**Available data**
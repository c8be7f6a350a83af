use std::io::Write;
use std::path::Path;

use mv_audio::VoiceScorer;
use mv_core::config::ReportConfig;
use mv_core::report::RenderModel;
use mv_core::traits::AudioLoader;

/// Extension used for the temp file when the upload name has none.
const DEFAULT_SUFFIX: &str = ".wav";

/// Turn one upload into a render model: bytes → temp file → decode → score.
///
/// Never fails: an empty upload, an I/O error or an undecodable file all
/// give a zero-score model carrying a warning. The temp file is removed
/// before returning, whatever the outcome.
pub fn handle_upload<L: AudioLoader>(
    bytes: &[u8],
    source_name: Option<&str>,
    loader: &L,
    scorer: &VoiceScorer,
    report_config: &ReportConfig,
) -> RenderModel {
    let source = source_name.map(String::from);
    if bytes.is_empty() {
        log::warn!("Upload vide, aucune analyse.");
        return RenderModel::degraded("⚠ Error: empty upload", report_config).with_source(source);
    }

    let suffix = source_name
        .and_then(|n| Path::new(n).extension())
        .and_then(|e| e.to_str())
        .map_or_else(|| DEFAULT_SUFFIX.to_string(), |e| format!(".{e}"));

    // Le fichier temporaire est supprimé au drop, sur tous les chemins.
    let mut tmp = match tempfile::Builder::new()
        .prefix("manoveda-")
        .suffix(&suffix)
        .tempfile()
    {
        Ok(tmp) => tmp,
        Err(e) => {
            log::warn!("Fichier temporaire indisponible : {e}");
            return RenderModel::degraded(format!("⚠ Error: {e}"), report_config)
                .with_source(source);
        }
    };
    if let Err(e) = tmp.write_all(bytes).and_then(|()| tmp.flush()) {
        log::warn!("Écriture du fichier temporaire impossible : {e}");
        return RenderModel::degraded(format!("⚠ Error: {e}"), report_config).with_source(source);
    }
    log::debug!("Upload ({} octets) écrit dans {}", bytes.len(), tmp.path().display());

    match loader.load(tmp.path()) {
        Ok(waveform) => {
            let report = scorer.analyze_waveform(&waveform);
            log::info!(
                "Score {} ({:.2}s, {:.1} BPM, pauses {:.1}%)",
                report.score,
                report.duration_secs,
                report.tempo_bpm,
                report.pause_ratio * 100.0
            );
            RenderModel::new(report, report_config).with_source(source)
        }
        Err(e) => {
            log::warn!("Décodage impossible : {e:#}");
            RenderModel::degraded(format!("⚠ Error: {e:#}"), report_config).with_source(source)
        }
    }
}

#[cfg(test)]
mod tests {
    use super::*;
    use mv_audio::SymphoniaLoader;
    use mv_core::Waveform;
    use mv_core::report::Band;
    use std::cell::RefCell;
    use std::io::Cursor;
    use std::path::PathBuf;

    /// Records the path it was handed, then delegates.
    struct SpyLoader {
        seen: RefCell<Option<PathBuf>>,
        inner: SymphoniaLoader,
    }

    impl SpyLoader {
        fn new() -> Self {
            Self {
                seen: RefCell::new(None),
                inner: SymphoniaLoader::default(),
            }
        }
    }

    impl AudioLoader for SpyLoader {
        fn load(&self, path: &Path) -> anyhow::Result<Waveform> {
            assert!(path.exists());
            *self.seen.borrow_mut() = Some(path.to_path_buf());
            self.inner.load(path)
        }
    }

    fn wav_bytes(sample_rate: u32, secs: f32) -> Vec<u8> {
        let spec = hound::WavSpec {
            channels: 1,
            sample_rate,
            bits_per_sample: 16,
            sample_format: hound::SampleFormat::Int,
        };
        let mut cursor = Cursor::new(Vec::new());
        let mut writer = hound::WavWriter::new(&mut cursor, spec).unwrap();
        let len = (f64::from(sample_rate) * f64::from(secs)) as usize;
        for i in 0..len {
            // Syllabe toutes les 0.6 s : attaque franche, décroissance exponentielle.
            let t = i as f64 / f64::from(sample_rate);
            let amp = 0.25 + 0.75 * (-(t % 0.6) / 0.12).exp();
            let s = 0.8 * amp * (2.0 * std::f64::consts::PI * 220.0 * t).sin();
            writer.write_sample((s * f64::from(i16::MAX)) as i16).unwrap();
        }
        writer.finalize().unwrap();
        cursor.into_inner()
    }

    #[test]
    fn non_audio_upload_degrades_with_warning() {
        let loader = SpyLoader::new();
        let model = handle_upload(
            b"definitely not audio",
            Some("notes.txt"),
            &loader,
            &VoiceScorer::default(),
            &ReportConfig::default(),
        );
        assert_eq!(model.report.score, 0);
        assert_eq!(model.band, Band::Decline);
        assert!(model.report.energy_profile.is_empty());
        assert!(model.warning.as_deref().unwrap().starts_with("⚠ Error:"));
        assert_eq!(model.source_name.as_deref(), Some("notes.txt"));
    }

    #[test]
    fn temp_file_is_removed_after_handling() {
        let loader = SpyLoader::new();
        let _ = handle_upload(
            b"garbage",
            None,
            &loader,
            &VoiceScorer::default(),
            &ReportConfig::default(),
        );
        let path = loader.seen.borrow().clone().unwrap();
        assert_eq!(path.extension().and_then(|e| e.to_str()), Some("wav"));
        assert!(!path.exists());
    }

    #[test]
    fn valid_recording_is_scored() {
        let loader = SpyLoader::new();
        let model = handle_upload(
            &wav_bytes(16000, 6.0),
            Some("memo.wav"),
            &loader,
            &VoiceScorer::default(),
            &ReportConfig::default(),
        );
        assert!(model.warning.is_none());
        assert!((model.report.duration_secs - 6.0).abs() < 0.01);
        assert!(model.report.has_energy());
        assert!((model.report.tempo_bpm - 100.0).abs() < 10.0, "{}", model.report.tempo_bpm);
        assert!(!loader.seen.borrow().as_ref().unwrap().exists());
    }

    #[test]
    fn empty_upload_skips_the_loader() {
        let loader = SpyLoader::new();
        let model = handle_upload(
            &[],
            None,
            &loader,
            &VoiceScorer::default(),
            &ReportConfig::default(),
        );
        assert_eq!(model.report.score, 0);
        assert!(model.warning.as_deref().unwrap().contains("empty upload"));
        assert!(loader.seen.borrow().is_none());
    }
}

**Problem to work on**
Exact copies of every record are required, so retype them in full.

**Task output**
repository c8be7f6a350a83af
use std::io::Write;
use std::path::Path;

use mv_audio::VoiceScorer;
use mv_core::config::ReportConfig;
use mv_core::report::RenderModel;
use mv_core::traits::AudioLoader;

/// Extension used for the temp file when the upload name has none.
const DEFAULT_SUFFIX: &str = ".wav";

/// Turn one upload into a render model: bytes → temp file → decode → score.
///
/// Never fails: an empty upload, an I/O error or an undecodable file all
/// give a zero-score model carrying a warning. The temp file is removed
/// before returning, whatever the outcome.
pub fn handle_upload<L: AudioLoader>(
    bytes: &[u8],
    source_name: Option<&str>,
    loader: &L,
    scorer: &VoiceScorer,
    report_config: &ReportConfig,
) -> RenderModel {
    let source = source_name.map(String::from);
    if bytes.is_empty() {
        log::warn!("Upload vide, aucune analyse.");
        return RenderModel::degraded("⚠ Error: empty upload", report_config).with_source(source);
    }

    let suffix = source_name
        .and_then(|n| Path::new(n).extension())
        .and_then(|e| e.to_str())
        .map_or_else(|| DEFAULT_SUFFIX.to_string(), |e| format!(".{e}"));

    // Le fichier temporaire est supprimé au drop, sur tous les chemins.
    let mut tmp = match tempfile::Builder::new()
        .prefix("manoveda-")
        .suffix(&suffix)
        .tempfile()
    {
        Ok(tmp) => tmp,
        Err(e) => {
            log::warn!("Fichier temporaire indisponible : {e}");
            return RenderModel::degraded(format!("⚠ Error: {e}"), report_config)
                .with_source(source);
        }
    };
    if let Err(e) = tmp.write_all(bytes).and_then(|()| tmp.flush()) {
        log::warn!("Écriture du fichier temporaire impossible : {e}");
        return RenderModel::degraded(format!("⚠ Error: {e}"), report_config).with_source(source);
    }
    log::debug!("Upload ({} octets) écrit dans {}", bytes.len(), tmp.path().display());

    match loader.load(tmp.path()) {
        Ok(waveform) => {
            let report = scorer.analyze_waveform(&waveform);
            log::info!(
                "Score {} ({:.2}s, {:.1} BPM, pauses {:.1}%)",
                report.score,
                report.duration_secs,
                report.tempo_bpm,
                report.pause_ratio * 100.0
            );
            RenderModel::new(report, report_config).with_source(source)
        }
        Err(e) => {
            log::warn!("Décodage impossible : {e:#}");
            RenderModel::degraded(format!("⚠ Error: {e:#}"), report_config).with_source(source)
        }
    }
}

#[cfg(test)]
mod tests {
    use super::*;
    use mv_audio::SymphoniaLoader;
    use mv_core::Waveform;
    use mv_core::report::Band;
    use std::cell::RefCell;
    use std::io::Cursor;
    use std::path::PathBuf;

    /// Records the path it was handed, then delegates.
    struct SpyLoader {
        seen: RefCell<Option<PathBuf>>,
        inner: SymphoniaLoader,
    }

    impl SpyLoader {
        fn new() -> Self {
            Self {
                seen: RefCell::new(None),
                inner: SymphoniaLoader::default(),
            }
        }
    }

    impl AudioLoader for SpyLoader {
        fn load(&self, path: &Path) -> anyhow::Result<Waveform> {
            assert!(path.exists());
            *self.seen.borrow_mut() = Some(path.to_path_buf());
            self.inner.load(path)
        }
    }

    fn wav_bytes(sample_rate: u32, secs: f32) -> Vec<u8> {
        let spec = hound::WavSpec {
            channels: 1,
            sample_rate,
            bits_per_sample: 16,
            sample_format: hound::SampleFormat::Int,
        };
        let mut cursor = Cursor::new(Vec::new());
        let mut writer = hound::WavWriter::new(&mut cursor, spec).unwrap();
        let len = (f64::from(sample_rate) * f64::from(secs)) as usize;
        for i in 0..len {
            // Syllabe toutes les 0.6 s : attaque franche, décroissance exponentielle.
            let t = i as f64 / f64::from(sample_rate);
            let amp = 0.25 + 0.75 * (-(t % 0.6) / 0.12).exp();
            let s = 0.8 * amp * (2.0 * std::f64::consts::PI * 220.0 * t).sin();
            writer.write_sample((s * f64::from(i16::MAX)) as i16).unwrap();
        }
        writer.finalize().unwrap();
        cursor.into_inner()
    }

    #[test]
    fn non_audio_upload_degrades_with_warning() {
        let loader = SpyLoader::new();
        let model = handle_upload(
            b"definitely not audio",
            Some("notes.txt"),
            &loader,
            &VoiceScorer::default(),
            &ReportConfig::default(),
        );
        assert_eq!(model.report.score, 0);
        assert_eq!(model.band, Band::Decline);
        assert!(model.report.energy_profile.is_empty());
        assert!(model.warning.as_deref().unwrap().starts_with("⚠ Error:"));
        assert_eq!(model.source_name.as_deref(), Some("notes.txt"));
    }

    #[test]
    fn temp_file_is_removed_after_handling() {
        let loader = SpyLoader::new();
        let _ = handle_upload(
            b"garbage",
            None,
            &loader,
            &VoiceScorer::default(),
            &ReportConfig::default(),
        );
        let path = loader.seen.borrow().clone().unwrap();
        assert_eq!(path.extension().and_then(|e| e.to_str()), Some("wav"));
        assert!(!path.exists());
    }

    #[test]
    fn valid_recording_is_scored() {
        let loader = SpyLoader::new();
        let model = handle_upload(
            &wav_bytes(16000, 6.0),
            Some("memo.wav"),
            &loader,
            &VoiceScorer::default(),
            &ReportConfig::default(),
        );
        assert!(model.warning.is_none());
        assert!((model.report.duration_secs - 6.0).abs() < 0.01);
        assert!(model.report.has_energy());
        assert!((model.report.tempo_bpm - 100.0).abs() < 10.0, "{}", model.report.tempo_bpm);
        assert!(!loader.seen.borrow().as_ref().unwrap().exists());
    }

    #[test]
    fn empty_upload_skips_the_loader() {
        let loader = SpyLoader::new();
        let model = handle_upload(
            &[],
            None,
            &loader,
            &VoiceScorer::default(),
            &ReportConfig::default(),
        );
        assert_eq!(model.report.score, 0);
        assert!(model.warning.as_deref().unwrap().contains("empty upload"));
        assert!(loader.seen.borrow().is_none());
    }
}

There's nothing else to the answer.